- **What you will do**
Each line below that contains "sent" counts once; report the total and nothing more.

--- Entries shown ---

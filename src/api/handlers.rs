use axum::{
    extract::State,
    http::StatusCode,
    response::{IntoResponse, Response},
    Json,
};
use bdk_wallet::chain::{ChainPosition, ConfirmationBlockTime};

use super::types::*;
use super::{ApiState, DynWallet};
use crate::error::{ChainError, StoreError, SyncError};
use crate::types::{ChainIndex, SyncReport};

/// Handler error, rendered as a plain-text body with a status code.
#[derive(Debug)]
pub enum ApiError {
    Unavailable(String),
    Internal(String),
}

impl IntoResponse for ApiError {
    fn into_response(self) -> Response {
        let (status, message) = match self {
            ApiError::Unavailable(msg) => (StatusCode::SERVICE_UNAVAILABLE, msg),
            ApiError::Internal(msg) => (StatusCode::INTERNAL_SERVER_ERROR, msg),
        };

        (status, message).into_response()
    }
}

impl From<ChainError> for ApiError {
    fn from(err: ChainError) -> Self {
        ApiError::Unavailable(err.to_string())
    }
}

impl From<StoreError> for ApiError {
    fn from(err: StoreError) -> Self {
        ApiError::Internal(err.to_string())
    }
}

impl From<SyncError> for ApiError {
    fn from(err: SyncError) -> Self {
        match err {
            SyncError::Chain(err) => err.into(),
            other => ApiError::Internal(other.to_string()),
        }
    }
}

/// Runs `f` against the wallet on the blocking pool; chain calls may block
/// on RPC.
async fn with_wallet<T, F>(state: &ApiState, f: F) -> Result<T, ApiError>
where
    F: FnOnce(&mut DynWallet) -> Result<T, ApiError> + Send + 'static,
    T: Send + 'static,
{
    let wallet = state.wallet.clone();
    tokio::task::spawn_blocking(move || {
        let mut wallet = wallet
            .lock()
            .map_err(|_| ApiError::Internal("wallet lock poisoned".to_string()))?;
        f(&mut *wallet)
    })
    .await
    .map_err(|e| ApiError::Internal(e.to_string()))?
}

fn confirmation_height(position: &ChainPosition<ConfirmationBlockTime>) -> Option<u32> {
    match position {
        ChainPosition::Confirmed { anchor, .. } => Some(anchor.block_id.height),
        _ => None,
    }
}

/// GET /api/state
pub async fn state(State(state): State<ApiState>) -> Json<StateResponse> {
    Json(StateResponse {
        version: env!("CARGO_PKG_VERSION").to_string(),
        network: state.network.to_string(),
        start_time: state.start_time,
    })
}

/// GET /api/consensus/tip
pub async fn consensus_tip(State(state): State<ApiState>) -> Result<Json<ChainIndex>, ApiError> {
    let tip = with_wallet(&state, |w| Ok(w.chain().tip()?)).await?;
    Ok(Json(tip))
}

/// GET /api/wallet/address
pub async fn address(State(state): State<ApiState>) -> Result<Json<AddressResponse>, ApiError> {
    let address = with_wallet(&state, |w| Ok(w.address().to_string())).await?;
    Ok(Json(AddressResponse { address }))
}

/// GET /api/wallet/balance
pub async fn balance(State(state): State<ApiState>) -> Result<Json<BalanceResponse>, ApiError> {
    let balance = with_wallet(&state, |w| Ok(w.balance())).await?;
    Ok(Json(BalanceResponse {
        confirmed: balance.confirmed.to_sat(),
        immature: balance.immature.to_sat(),
        pending: (balance.trusted_pending + balance.untrusted_pending).to_sat(),
        total: balance.total().to_sat(),
    }))
}

/// GET /api/wallet/outputs
pub async fn outputs(State(state): State<ApiState>) -> Result<Json<OutputsResponse>, ApiError> {
    let response = with_wallet(&state, |w| {
        let outputs = w
            .unspent()
            .into_iter()
            .map(|utxo| OutputEntry {
                outpoint: utxo.outpoint.to_string(),
                value: utxo.txout.value.to_sat(),
                height: confirmation_height(&utxo.chain_position),
            })
            .collect();
        Ok(OutputsResponse {
            basis: w.tip()?,
            outputs,
        })
    })
    .await?;
    Ok(Json(response))
}

/// GET /api/wallet/events
/// Wallet transactions, unconfirmed first, then newest confirmed.
pub async fn events(State(state): State<ApiState>) -> Result<Json<Vec<EventEntry>>, ApiError> {
    let mut events = with_wallet(&state, |w| {
        let inner = w.inner();
        let events = inner
            .transactions()
            .map(|wtx| {
                let (sent, received) = inner.sent_and_received(&wtx.tx_node.tx);
                EventEntry {
                    txid: wtx.tx_node.txid.to_string(),
                    height: confirmation_height(&wtx.chain_position),
                    received: received.to_sat(),
                    sent: sent.to_sat(),
                }
            })
            .collect::<Vec<_>>();
        Ok(events)
    })
    .await?;

    events.sort_by_key(|e| std::cmp::Reverse(e.height.unwrap_or(u32::MAX)));
    Ok(Json(events))
}

/// POST /api/wallet/sync
pub async fn sync(State(state): State<ApiState>) -> Result<Json<SyncReport>, ApiError> {
    let report = with_wallet(&state, |w| Ok(w.sync()?)).await?;
    log::debug!("[API] sync requested: {:?}", report);
    Ok(Json(report))
}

---

- **Result for this exercise**
2